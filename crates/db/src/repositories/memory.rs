use std::collections::HashMap;
use std::sync::Arc;
use std::time::Duration;

use chrono::Utc;
use tokio::sync::RwLock;

use tonecheck_core::cipher::FieldCipher;
use tonecheck_core::clock::{Clock, SystemClock};
use tonecheck_core::domain::channel::{ChannelConfiguration, ChannelRegistration, UpsertOutcome};
use tonecheck_core::domain::correlation::{correlation_key, CorrelationEntry};

use super::{ttl_secs, ChannelConfigRepository, CorrelationRepository, RepositoryError};

pub struct InMemoryChannelConfigRepository {
    cipher: FieldCipher,
    channels: RwLock<HashMap<String, ChannelConfiguration>>,
}

impl InMemoryChannelConfigRepository {
    pub fn new(cipher: FieldCipher) -> Self {
        Self { cipher, channels: RwLock::default() }
    }

    pub async fn len(&self) -> usize {
        self.channels.read().await.len()
    }

    pub async fn is_empty(&self) -> bool {
        self.channels.read().await.is_empty()
    }
}

#[async_trait::async_trait]
impl ChannelConfigRepository for InMemoryChannelConfigRepository {
    async fn read(&self, channel_id: &str) -> Result<Option<String>, RepositoryError> {
        let channels = self.channels.read().await;
        Ok(channels.get(channel_id).map(|channel| channel.reply_message.clone()))
    }

    async fn find(
        &self,
        channel_id: &str,
    ) -> Result<Option<ChannelConfiguration>, RepositoryError> {
        let channels = self.channels.read().await;
        Ok(channels.get(channel_id).cloned())
    }

    async fn upsert(
        &self,
        registration: ChannelRegistration,
    ) -> Result<UpsertOutcome, RepositoryError> {
        registration.validate()?;

        let mut channels = self.channels.write().await;
        if let Some(existing) = channels.get_mut(&registration.channel_id) {
            existing.reply_message = registration.reply_message;
            return Ok(UpsertOutcome::Updated);
        }

        let team_id_encrypted = self.cipher.encrypt(&registration.team_id)?;
        channels.insert(
            registration.channel_id.clone(),
            ChannelConfiguration {
                channel_id: registration.channel_id,
                team_id_encrypted,
                team_domain: registration.team_domain,
                channel_name: registration.channel_name,
                reply_message: registration.reply_message,
                registered_at: Utc::now(),
            },
        );
        Ok(UpsertOutcome::Created)
    }
}

pub struct InMemoryCorrelationRepository {
    clock: Arc<dyn Clock>,
    entries: RwLock<HashMap<String, (CorrelationEntry, i64)>>,
}

impl Default for InMemoryCorrelationRepository {
    fn default() -> Self {
        Self::new(Arc::new(SystemClock))
    }
}

impl InMemoryCorrelationRepository {
    pub fn new(clock: Arc<dyn Clock>) -> Self {
        Self { clock, entries: RwLock::default() }
    }

    /// Number of stored keys, live or not.
    pub async fn stored_keys(&self) -> usize {
        self.entries.read().await.len()
    }
}

#[async_trait::async_trait]
impl CorrelationRepository for InMemoryCorrelationRepository {
    async fn put(
        &self,
        user_id: &str,
        entry: CorrelationEntry,
        ttl: Duration,
    ) -> Result<(), RepositoryError> {
        let now = self.clock.unix_timestamp();
        let mut entries = self.entries.write().await;
        entries.retain(|_, (_, expires_at)| *expires_at > now);
        entries.insert(correlation_key(user_id), (entry, now.saturating_add(ttl_secs(ttl))));
        Ok(())
    }

    async fn get(&self, user_id: &str) -> Result<Option<CorrelationEntry>, RepositoryError> {
        let now = self.clock.unix_timestamp();
        let entries = self.entries.read().await;
        Ok(entries
            .get(&correlation_key(user_id))
            .filter(|(_, expires_at)| *expires_at > now)
            .map(|(entry, _)| entry.clone()))
    }

    async fn delete(&self, user_id: &str) -> Result<(), RepositoryError> {
        self.entries.write().await.remove(&correlation_key(user_id));
        Ok(())
    }

    async fn ttl(&self, user_id: &str) -> Result<Option<Duration>, RepositoryError> {
        let now = self.clock.unix_timestamp();
        let entries = self.entries.read().await;
        Ok(entries
            .get(&correlation_key(user_id))
            .and_then(|(_, expires_at)| u64::try_from(expires_at.saturating_sub(now)).ok())
            .filter(|remaining| *remaining > 0)
            .map(Duration::from_secs))
    }
}
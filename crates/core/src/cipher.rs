//! Field-level encryption for identifiers stored at rest.
//!
//! AES-256-GCM keyed by the SHA-256 digest of the environment's encryption secret. Every call
//! to [`FieldCipher::encrypt`] draws a fresh 96-bit nonce, so equal plaintexts never produce
//! equal ciphertexts. The stored form is `base64(nonce || ciphertext || tag)`.

use aes_gcm::aead::{Aead, AeadCore, KeyInit};
use aes_gcm::{Aes256Gcm, Nonce};
use base64::engine::general_purpose::STANDARD;
use base64::Engine as _;
use rand::rngs::OsRng;
use secrecy::{ExposeSecret, SecretString};
use sha2::{Digest, Sha256};
use thiserror::Error;

const NONCE_LEN: usize = 12;

#[derive(Clone, Debug, Error, PartialEq, Eq)]
pub enum CipherError {
    #[error("encryption failed")]
    Encrypt,
    #[error("ciphertext is not valid base64")]
    Encoding,
    #[error("ciphertext is too short to contain a nonce")]
    Truncated,
    #[error("ciphertext failed authentication")]
    Authentication,
    #[error("decrypted value is not utf-8")]
    Utf8,
}

#[derive(Clone)]
pub struct FieldCipher {
    cipher: Aes256Gcm,
}

impl std::fmt::Debug for FieldCipher {
    fn fmt(&self, f: &mut std::fmt::Formatter<'_>) -> std::fmt::Result {
        f.debug_struct("FieldCipher").finish_non_exhaustive()
    }
}

impl FieldCipher {
    pub fn new(secret: &SecretString) -> Self {
        let key = Sha256::digest(secret.expose_secret().as_bytes());
        Self { cipher: Aes256Gcm::new(&key) }
    }

    pub fn encrypt(&self, plaintext: &str) -> Result<String, CipherError> {
        let nonce = Aes256Gcm::generate_nonce(&mut OsRng);
        let sealed =
            self.cipher.encrypt(&nonce, plaintext.as_bytes()).map_err(|_| CipherError::Encrypt)?;

        let mut payload = Vec::with_capacity(NONCE_LEN + sealed.len());
        payload.extend_from_slice(nonce.as_slice());
        payload.extend_from_slice(&sealed);
        Ok(STANDARD.encode(payload))
    }

    /// Fail-soft decryption: anything that does not decrypt under this key is returned as-is.
    pub fn decrypt(&self, ciphertext: &str) -> String {
        self.try_decrypt(ciphertext).unwrap_or_else(|_| ciphertext.to_owned())
    }

    pub fn try_decrypt(&self, ciphertext: &str) -> Result<String, CipherError> {
        let payload = STANDARD.decode(ciphertext.trim()).map_err(|_| CipherError::Encoding)?;
        if payload.len() <= NONCE_LEN {
            return Err(CipherError::Truncated);
        }

        let (nonce, sealed) = payload.split_at(NONCE_LEN);
        let opened = self
            .cipher
            .decrypt(Nonce::from_slice(nonce), sealed)
            .map_err(|_| CipherError::Authentication)?;
        String::from_utf8(opened).map_err(|_| CipherError::Utf8)
    }
}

▶ **EXERCISE OBJECTIVE**: Above are the entries. Output exactly the lines beginning with the line that has "pub async fn len(&self)" and ending with the line that has "-> Result<UpsertOutcome, RepositoryError>".

▶ **EXERCISE OUTPUT**:
    pub async fn len(&self) -> usize {
        self.channels.read().await.len()
    }

    pub async fn is_empty(&self) -> bool {
        self.channels.read().await.is_empty()
    }
}

#[async_trait::async_trait]
impl ChannelConfigRepository for InMemoryChannelConfigRepository {
    async fn read(&self, channel_id: &str) -> Result<Option<String>, RepositoryError> {
        let channels = self.channels.read().await;
        Ok(channels.get(channel_id).map(|channel| channel.reply_message.clone()))
    }

    async fn find(
        &self,
        channel_id: &str,
    ) -> Result<Option<ChannelConfiguration>, RepositoryError> {
        let channels = self.channels.read().await;
        Ok(channels.get(channel_id).cloned())
    }

    async fn upsert(
        &self,
        registration: ChannelRegistration,
    ) -> Result<UpsertOutcome, RepositoryError> {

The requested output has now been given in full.